- [Records shown]:
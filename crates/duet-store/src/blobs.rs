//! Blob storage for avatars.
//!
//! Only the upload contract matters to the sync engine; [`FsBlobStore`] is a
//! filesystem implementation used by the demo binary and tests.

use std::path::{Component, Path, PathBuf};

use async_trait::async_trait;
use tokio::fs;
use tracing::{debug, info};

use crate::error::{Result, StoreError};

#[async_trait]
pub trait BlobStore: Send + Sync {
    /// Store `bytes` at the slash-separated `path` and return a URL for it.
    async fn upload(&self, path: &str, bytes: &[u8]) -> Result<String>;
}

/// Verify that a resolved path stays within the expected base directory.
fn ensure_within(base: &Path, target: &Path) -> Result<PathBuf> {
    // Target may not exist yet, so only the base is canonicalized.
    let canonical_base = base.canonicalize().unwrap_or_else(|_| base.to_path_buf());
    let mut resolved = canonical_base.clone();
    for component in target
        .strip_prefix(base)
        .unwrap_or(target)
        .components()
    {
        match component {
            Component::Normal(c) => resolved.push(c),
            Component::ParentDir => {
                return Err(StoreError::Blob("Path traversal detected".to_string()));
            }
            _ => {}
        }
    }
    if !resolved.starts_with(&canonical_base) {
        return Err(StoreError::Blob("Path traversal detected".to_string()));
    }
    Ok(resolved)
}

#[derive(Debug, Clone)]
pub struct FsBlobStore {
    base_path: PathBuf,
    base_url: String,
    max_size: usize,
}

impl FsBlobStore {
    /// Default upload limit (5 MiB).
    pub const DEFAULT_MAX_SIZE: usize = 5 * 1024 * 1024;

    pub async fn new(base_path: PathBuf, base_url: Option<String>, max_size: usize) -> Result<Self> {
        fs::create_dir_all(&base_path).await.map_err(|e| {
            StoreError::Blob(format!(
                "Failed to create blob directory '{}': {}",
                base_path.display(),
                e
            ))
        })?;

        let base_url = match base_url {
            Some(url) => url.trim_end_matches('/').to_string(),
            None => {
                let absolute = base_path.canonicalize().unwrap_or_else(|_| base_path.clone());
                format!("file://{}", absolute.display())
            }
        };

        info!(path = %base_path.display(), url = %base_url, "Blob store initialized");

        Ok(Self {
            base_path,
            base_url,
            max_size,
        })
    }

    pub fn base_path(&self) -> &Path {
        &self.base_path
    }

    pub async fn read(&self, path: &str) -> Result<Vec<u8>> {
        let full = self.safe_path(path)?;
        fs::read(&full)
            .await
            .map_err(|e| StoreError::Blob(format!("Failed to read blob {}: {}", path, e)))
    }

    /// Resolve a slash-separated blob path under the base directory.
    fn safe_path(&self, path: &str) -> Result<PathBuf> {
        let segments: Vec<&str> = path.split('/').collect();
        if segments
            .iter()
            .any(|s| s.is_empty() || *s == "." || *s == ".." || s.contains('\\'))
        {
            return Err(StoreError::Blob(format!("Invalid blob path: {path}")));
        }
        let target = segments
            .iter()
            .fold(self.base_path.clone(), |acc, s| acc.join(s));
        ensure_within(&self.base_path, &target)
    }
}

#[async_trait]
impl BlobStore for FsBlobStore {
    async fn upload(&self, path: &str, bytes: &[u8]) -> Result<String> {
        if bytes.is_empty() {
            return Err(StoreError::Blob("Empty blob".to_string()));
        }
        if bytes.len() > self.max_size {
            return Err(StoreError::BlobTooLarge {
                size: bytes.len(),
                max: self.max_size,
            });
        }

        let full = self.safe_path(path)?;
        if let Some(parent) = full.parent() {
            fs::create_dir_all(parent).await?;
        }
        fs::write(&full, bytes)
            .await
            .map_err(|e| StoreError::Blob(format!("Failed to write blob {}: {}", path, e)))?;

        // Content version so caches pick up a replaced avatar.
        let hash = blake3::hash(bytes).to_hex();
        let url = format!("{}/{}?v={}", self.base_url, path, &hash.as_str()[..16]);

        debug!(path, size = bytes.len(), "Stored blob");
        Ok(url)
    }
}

- [Activity]:
Which of the lines above hold the string "FsBlobStore"? Pick each of them out.

- [Solution to this task]:
//! Only the upload contract matters to the sync engine; [`FsBlobStore`] is a
pub struct FsBlobStore {
impl FsBlobStore {
impl BlobStore for FsBlobStore {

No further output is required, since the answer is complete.